_Requirement_
Could you print every line from the first one of the records below through the line containing "pub const MISSING_PATH: &str", with both included and nothing else?

※

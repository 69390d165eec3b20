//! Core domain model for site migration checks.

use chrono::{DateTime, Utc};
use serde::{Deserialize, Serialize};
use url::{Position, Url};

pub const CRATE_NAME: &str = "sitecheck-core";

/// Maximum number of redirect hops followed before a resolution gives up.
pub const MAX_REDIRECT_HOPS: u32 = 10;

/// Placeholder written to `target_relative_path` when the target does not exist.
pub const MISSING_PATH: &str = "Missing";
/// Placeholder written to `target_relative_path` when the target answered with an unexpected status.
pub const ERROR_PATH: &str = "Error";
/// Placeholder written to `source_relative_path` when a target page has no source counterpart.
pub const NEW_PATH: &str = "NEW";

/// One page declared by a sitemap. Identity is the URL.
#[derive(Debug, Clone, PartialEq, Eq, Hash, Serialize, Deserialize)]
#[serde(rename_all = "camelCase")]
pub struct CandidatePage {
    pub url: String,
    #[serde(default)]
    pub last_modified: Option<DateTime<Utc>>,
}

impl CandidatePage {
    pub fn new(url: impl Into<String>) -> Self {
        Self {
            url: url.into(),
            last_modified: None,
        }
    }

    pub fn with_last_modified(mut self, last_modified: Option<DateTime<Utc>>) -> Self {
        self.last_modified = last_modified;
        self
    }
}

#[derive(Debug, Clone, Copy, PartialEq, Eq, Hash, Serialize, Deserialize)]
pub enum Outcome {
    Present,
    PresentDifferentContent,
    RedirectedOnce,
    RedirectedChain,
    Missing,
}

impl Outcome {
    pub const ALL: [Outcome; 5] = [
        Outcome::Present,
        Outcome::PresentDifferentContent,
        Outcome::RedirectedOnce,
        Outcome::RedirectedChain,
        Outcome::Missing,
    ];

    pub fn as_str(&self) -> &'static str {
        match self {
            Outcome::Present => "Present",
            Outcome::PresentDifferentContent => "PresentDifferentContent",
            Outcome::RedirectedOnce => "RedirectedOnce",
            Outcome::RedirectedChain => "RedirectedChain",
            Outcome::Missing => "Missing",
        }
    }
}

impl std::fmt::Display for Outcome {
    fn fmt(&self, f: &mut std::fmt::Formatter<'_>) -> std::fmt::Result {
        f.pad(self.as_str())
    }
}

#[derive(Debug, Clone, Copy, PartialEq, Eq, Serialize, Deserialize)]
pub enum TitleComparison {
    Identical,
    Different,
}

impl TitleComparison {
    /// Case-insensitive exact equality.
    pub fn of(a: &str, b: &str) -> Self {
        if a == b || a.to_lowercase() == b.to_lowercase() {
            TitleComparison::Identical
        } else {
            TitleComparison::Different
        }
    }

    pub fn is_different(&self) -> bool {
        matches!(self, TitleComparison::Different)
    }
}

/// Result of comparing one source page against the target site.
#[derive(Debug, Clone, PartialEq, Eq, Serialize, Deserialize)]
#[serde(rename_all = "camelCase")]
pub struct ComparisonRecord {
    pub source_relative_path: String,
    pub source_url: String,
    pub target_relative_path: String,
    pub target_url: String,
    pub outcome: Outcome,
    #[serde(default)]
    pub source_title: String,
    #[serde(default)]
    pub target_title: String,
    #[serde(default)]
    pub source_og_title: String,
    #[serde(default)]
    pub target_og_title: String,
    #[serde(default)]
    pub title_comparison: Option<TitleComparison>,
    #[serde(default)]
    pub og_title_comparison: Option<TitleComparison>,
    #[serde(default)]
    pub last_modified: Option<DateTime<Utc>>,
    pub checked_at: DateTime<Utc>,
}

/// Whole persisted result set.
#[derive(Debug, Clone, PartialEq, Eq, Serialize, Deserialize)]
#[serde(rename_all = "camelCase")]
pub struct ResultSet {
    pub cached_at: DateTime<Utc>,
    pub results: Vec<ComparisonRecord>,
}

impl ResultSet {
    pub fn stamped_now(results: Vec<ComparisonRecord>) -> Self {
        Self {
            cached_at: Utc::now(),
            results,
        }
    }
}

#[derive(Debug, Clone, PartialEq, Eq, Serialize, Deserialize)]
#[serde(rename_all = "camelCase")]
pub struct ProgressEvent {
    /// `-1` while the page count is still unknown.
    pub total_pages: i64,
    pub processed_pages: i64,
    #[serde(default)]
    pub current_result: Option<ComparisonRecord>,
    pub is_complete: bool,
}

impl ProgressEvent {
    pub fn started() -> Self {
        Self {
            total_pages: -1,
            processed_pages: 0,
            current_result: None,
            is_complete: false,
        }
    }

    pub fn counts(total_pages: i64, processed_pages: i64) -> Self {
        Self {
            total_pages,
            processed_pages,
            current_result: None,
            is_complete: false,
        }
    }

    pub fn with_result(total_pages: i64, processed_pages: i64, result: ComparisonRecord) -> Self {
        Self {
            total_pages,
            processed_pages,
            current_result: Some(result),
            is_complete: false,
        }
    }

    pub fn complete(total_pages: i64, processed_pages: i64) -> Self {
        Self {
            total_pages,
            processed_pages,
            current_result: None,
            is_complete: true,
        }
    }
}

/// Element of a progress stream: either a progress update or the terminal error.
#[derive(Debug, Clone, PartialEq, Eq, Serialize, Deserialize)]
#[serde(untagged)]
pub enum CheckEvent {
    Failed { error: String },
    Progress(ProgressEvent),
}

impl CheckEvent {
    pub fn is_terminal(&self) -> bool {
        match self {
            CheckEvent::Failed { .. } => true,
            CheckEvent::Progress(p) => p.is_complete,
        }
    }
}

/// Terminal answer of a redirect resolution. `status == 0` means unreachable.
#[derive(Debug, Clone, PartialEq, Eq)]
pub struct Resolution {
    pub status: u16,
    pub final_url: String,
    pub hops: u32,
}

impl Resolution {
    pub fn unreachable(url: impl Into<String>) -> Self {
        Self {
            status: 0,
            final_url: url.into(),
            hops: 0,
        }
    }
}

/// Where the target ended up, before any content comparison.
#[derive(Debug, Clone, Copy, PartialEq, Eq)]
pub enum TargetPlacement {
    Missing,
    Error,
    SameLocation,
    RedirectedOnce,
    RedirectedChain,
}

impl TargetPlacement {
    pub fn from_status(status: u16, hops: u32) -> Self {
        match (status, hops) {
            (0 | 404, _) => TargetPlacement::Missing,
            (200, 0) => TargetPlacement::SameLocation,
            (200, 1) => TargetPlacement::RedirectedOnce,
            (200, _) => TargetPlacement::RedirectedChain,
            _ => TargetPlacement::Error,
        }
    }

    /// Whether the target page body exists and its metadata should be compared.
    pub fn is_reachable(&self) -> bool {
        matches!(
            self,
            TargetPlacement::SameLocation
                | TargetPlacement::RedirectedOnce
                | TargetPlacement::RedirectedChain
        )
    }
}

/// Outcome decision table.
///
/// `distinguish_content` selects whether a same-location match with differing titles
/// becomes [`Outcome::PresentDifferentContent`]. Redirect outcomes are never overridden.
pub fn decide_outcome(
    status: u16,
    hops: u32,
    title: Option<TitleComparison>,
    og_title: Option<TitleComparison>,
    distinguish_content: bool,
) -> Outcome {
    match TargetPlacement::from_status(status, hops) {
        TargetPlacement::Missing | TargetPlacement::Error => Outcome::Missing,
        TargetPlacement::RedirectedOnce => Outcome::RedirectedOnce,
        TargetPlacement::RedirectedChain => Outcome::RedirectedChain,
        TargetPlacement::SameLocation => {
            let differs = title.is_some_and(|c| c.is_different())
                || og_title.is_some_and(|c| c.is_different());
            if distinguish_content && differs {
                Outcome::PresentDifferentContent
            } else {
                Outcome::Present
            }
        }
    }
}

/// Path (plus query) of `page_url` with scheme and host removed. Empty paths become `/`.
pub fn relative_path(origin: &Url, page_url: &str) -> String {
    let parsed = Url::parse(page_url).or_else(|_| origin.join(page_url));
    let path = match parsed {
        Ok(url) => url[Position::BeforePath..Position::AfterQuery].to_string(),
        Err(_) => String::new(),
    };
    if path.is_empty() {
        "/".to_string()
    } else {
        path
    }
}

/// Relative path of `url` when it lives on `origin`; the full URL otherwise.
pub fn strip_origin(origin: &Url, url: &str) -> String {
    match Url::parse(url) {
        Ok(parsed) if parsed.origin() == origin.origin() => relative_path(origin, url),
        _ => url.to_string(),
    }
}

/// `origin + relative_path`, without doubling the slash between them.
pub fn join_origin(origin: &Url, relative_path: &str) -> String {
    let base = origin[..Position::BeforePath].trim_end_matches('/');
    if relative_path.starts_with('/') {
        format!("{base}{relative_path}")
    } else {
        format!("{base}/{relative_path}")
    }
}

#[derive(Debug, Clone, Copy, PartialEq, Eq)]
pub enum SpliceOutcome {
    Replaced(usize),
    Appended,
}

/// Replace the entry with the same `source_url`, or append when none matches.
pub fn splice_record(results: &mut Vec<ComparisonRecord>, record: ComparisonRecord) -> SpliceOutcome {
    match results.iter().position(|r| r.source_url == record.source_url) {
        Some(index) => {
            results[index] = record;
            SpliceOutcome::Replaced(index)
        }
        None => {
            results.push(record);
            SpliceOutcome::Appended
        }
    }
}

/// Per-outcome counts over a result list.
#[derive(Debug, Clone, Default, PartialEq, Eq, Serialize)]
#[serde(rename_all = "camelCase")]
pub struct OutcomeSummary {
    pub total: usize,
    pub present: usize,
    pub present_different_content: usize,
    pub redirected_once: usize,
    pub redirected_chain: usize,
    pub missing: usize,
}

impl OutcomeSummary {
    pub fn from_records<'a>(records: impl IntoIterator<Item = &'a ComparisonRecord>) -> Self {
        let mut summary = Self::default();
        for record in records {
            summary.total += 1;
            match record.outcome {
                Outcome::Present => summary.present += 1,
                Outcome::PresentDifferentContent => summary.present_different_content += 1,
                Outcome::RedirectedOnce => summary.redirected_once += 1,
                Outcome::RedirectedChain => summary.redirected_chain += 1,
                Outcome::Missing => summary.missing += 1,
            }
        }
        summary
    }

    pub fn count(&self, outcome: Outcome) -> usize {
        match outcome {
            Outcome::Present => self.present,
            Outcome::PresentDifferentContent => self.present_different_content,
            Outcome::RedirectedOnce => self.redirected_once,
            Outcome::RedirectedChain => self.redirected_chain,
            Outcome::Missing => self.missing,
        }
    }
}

※

_Answer area_
repository 69390d165eec3b20
//! Core domain model for site migration checks.

use chrono::{DateTime, Utc};
use serde::{Deserialize, Serialize};
use url::{Position, Url};

pub const CRATE_NAME: &str = "sitecheck-core";

/// Maximum number of redirect hops followed before a resolution gives up.
pub const MAX_REDIRECT_HOPS: u32 = 10;

/// Placeholder written to `target_relative_path` when the target does not exist.
pub const MISSING_PATH: &str = "Missing";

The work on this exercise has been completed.